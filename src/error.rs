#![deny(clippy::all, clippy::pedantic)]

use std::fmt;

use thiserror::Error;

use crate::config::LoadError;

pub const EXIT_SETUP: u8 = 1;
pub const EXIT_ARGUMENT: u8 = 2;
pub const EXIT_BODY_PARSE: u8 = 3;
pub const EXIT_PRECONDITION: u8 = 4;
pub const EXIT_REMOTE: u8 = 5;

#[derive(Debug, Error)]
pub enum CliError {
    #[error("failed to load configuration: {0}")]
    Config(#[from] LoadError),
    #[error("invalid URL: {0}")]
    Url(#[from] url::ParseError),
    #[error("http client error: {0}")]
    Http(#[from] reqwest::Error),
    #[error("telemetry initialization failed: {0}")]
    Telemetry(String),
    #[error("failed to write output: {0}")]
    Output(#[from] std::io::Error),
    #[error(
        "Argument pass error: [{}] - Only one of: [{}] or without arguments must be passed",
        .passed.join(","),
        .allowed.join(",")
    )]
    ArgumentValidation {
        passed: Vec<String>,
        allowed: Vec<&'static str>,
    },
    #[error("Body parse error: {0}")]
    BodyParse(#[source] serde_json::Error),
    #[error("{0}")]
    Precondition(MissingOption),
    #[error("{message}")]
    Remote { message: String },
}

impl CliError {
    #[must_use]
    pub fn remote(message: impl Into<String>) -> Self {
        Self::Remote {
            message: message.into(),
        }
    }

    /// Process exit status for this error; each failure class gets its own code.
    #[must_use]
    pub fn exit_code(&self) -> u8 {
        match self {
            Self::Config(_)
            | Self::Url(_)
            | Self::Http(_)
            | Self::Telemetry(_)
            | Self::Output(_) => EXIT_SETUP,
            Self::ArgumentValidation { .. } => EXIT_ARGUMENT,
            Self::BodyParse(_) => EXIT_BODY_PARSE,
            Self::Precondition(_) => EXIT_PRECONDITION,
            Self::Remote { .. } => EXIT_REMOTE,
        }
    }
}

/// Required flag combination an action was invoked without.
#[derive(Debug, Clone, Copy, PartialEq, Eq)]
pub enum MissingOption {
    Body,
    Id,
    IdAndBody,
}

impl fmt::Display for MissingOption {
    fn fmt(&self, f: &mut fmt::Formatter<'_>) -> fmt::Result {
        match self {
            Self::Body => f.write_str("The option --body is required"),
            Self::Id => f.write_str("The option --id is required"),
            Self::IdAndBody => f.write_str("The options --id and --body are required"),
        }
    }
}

What you are asked to do
Go through the lines of the material, counting those with the word "allowed"; afterward give only the total.

Output of the task
2